# Exercise description
Reproduce every entry precisely as written.

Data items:
*** Block opens ***

pub mod graph;
pub mod tiny;

pub use graph::{
    AttrValue, ConstTensor, DType, Graph, GraphDef, GraphNode, NodeId, OpKind, TensorDesc,
    TensorRef, TensorRole,
};
pub use tiny::{ConvParam, DataLayout, FilterLayout, OpParam, PadMode, PoolMethod, PoolParam, TinyOp};
//! JSON interchange loader.
//!
//! The document is a serialized [`GraphDef`]. TensorFlow control
//! dependencies (`^node` inputs) carry no data and are dropped before the
//! typed decode.

use std::fs;
use std::path::Path;

use serde_json::Value;

use crate::error::Result;
use crate::ir::{Graph, GraphDef};

/// Read, validate and index a graph file.
pub fn load_graph(path: impl AsRef<Path>) -> Result<Graph> {
    let path = path.as_ref();
    let text = fs::read_to_string(path)?;
    log::info!("loading graph from {}", path.display());
    from_str(&text)
}

pub fn from_str(text: &str) -> Result<Graph> {
    let def = parse_def(text)?;
    let graph = Graph::from_def(def)?;
    log::info!("graph has {} nodes", graph.nodes().len());
    Ok(graph)
}

/// Decode without validating.
pub fn parse_def(text: &str) -> Result<GraphDef> {
    let mut doc: Value = serde_json::from_str(text)?;
    let dropped = strip_control_inputs(&mut doc);
    if dropped > 0 {
        log::debug!("dropped {dropped} control inputs");
    }
    Ok(serde_json::from_value(doc)?)
}

fn strip_control_inputs(doc: &mut Value) -> usize {
    let Some(nodes) = doc.get_mut("nodes").and_then(Value::as_array_mut) else {
        return 0;
    };
    let mut dropped = 0;
    for node in nodes {
        if let Some(inputs) = node.get_mut("inputs").and_then(Value::as_array_mut) {
            let before = inputs.len();
            inputs.retain(|i| !i.as_str().is_some_and(|s| s.starts_with('^')));
            dropped += before - inputs.len();
        }
    }
    dropped
}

*** Block closes ***

# Response for this exercise
pub mod graph;
pub mod tiny;

pub use graph::{
    AttrValue, ConstTensor, DType, Graph, GraphDef, GraphNode, NodeId, OpKind, TensorDesc,
    TensorRef, TensorRole,
};
pub use tiny::{ConvParam, DataLayout, FilterLayout, OpParam, PadMode, PoolMethod, PoolParam, TinyOp};
//! JSON interchange loader.
//!
//! The document is a serialized [`GraphDef`]. TensorFlow control
//! dependencies (`^node` inputs) carry no data and are dropped before the
//! typed decode.

use std::fs;
use std::path::Path;

use serde_json::Value;

use crate::error::Result;
use crate::ir::{Graph, GraphDef};

/// Read, validate and index a graph file.
pub fn load_graph(path: impl AsRef<Path>) -> Result<Graph> {
    let path = path.as_ref();
    let text = fs::read_to_string(path)?;
    log::info!("loading graph from {}", path.display());
    from_str(&text)
}

pub fn from_str(text: &str) -> Result<Graph> {
    let def = parse_def(text)?;
    let graph = Graph::from_def(def)?;
    log::info!("graph has {} nodes", graph.nodes().len());
    Ok(graph)
}

/// Decode without validating.
pub fn parse_def(text: &str) -> Result<GraphDef> {
    let mut doc: Value = serde_json::from_str(text)?;
    let dropped = strip_control_inputs(&mut doc);
    if dropped > 0 {
        log::debug!("dropped {dropped} control inputs");
    }
    Ok(serde_json::from_value(doc)?)
}

fn strip_control_inputs(doc: &mut Value) -> usize {
    let Some(nodes) = doc.get_mut("nodes").and_then(Value::as_array_mut) else {
        return 0;
    };
    let mut dropped = 0;
    for node in nodes {
        if let Some(inputs) = node.get_mut("inputs").and_then(Value::as_array_mut) {
            let before = inputs.len();
            inputs.retain(|i| !i.as_str().is_some_and(|s| s.starts_with('^')));
            dropped += before - inputs.len();
        }
    }
    dropped
}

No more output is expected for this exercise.